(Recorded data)
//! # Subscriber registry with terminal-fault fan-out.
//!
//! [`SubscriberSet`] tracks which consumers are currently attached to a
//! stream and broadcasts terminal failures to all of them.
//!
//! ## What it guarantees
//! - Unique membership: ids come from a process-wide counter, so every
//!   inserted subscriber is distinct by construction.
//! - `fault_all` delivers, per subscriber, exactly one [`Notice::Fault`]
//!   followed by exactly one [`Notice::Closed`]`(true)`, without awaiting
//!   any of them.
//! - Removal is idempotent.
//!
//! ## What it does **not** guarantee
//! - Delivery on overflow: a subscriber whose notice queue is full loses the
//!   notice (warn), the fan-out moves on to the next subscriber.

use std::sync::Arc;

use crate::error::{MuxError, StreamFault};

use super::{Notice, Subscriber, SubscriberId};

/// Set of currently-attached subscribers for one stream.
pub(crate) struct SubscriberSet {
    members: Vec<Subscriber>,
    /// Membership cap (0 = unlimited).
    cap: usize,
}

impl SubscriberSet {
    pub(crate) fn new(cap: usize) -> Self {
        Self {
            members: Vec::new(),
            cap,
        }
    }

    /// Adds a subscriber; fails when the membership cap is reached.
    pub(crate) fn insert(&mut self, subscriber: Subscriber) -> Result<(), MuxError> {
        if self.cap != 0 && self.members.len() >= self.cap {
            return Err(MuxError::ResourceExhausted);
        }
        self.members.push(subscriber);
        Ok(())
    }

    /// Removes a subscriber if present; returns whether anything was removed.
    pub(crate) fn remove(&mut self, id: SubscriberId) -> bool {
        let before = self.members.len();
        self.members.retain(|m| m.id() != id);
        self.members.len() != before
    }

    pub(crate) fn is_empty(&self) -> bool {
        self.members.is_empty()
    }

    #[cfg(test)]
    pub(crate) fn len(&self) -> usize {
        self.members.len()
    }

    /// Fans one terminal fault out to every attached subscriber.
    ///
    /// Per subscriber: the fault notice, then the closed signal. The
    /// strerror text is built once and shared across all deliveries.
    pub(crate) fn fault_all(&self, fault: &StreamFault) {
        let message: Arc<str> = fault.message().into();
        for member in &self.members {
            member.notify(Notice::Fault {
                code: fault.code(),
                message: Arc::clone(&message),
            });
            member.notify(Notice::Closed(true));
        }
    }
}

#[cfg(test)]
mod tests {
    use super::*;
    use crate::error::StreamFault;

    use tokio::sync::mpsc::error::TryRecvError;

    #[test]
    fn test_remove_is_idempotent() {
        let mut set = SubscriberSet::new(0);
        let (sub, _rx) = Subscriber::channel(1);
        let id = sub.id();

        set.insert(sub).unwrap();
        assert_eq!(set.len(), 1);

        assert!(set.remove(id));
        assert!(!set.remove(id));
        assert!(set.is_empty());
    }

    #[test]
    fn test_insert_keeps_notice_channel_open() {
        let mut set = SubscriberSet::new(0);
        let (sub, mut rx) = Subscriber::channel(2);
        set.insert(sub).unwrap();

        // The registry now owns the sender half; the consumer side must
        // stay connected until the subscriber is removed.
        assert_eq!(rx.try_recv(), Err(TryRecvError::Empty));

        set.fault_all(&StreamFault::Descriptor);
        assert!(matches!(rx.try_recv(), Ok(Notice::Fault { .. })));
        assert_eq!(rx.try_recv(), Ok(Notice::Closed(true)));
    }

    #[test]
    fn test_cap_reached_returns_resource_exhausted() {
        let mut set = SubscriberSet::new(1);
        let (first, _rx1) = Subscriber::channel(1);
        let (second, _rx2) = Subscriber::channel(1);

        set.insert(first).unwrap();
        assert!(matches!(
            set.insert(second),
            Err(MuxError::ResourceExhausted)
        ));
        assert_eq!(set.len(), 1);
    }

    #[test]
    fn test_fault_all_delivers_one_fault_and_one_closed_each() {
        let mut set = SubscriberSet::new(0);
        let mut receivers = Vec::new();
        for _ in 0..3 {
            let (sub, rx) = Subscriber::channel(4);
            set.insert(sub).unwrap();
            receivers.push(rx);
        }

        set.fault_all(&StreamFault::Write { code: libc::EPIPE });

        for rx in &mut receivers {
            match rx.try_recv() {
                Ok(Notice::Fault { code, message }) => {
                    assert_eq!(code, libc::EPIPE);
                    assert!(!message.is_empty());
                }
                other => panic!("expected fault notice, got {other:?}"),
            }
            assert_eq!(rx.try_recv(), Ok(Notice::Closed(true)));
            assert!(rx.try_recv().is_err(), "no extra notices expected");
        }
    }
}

→ What you have to do
Exactly how many lines of the data above hold the word "TryRecvError"? The number is the whole answer.

→ Solution for this exercise
2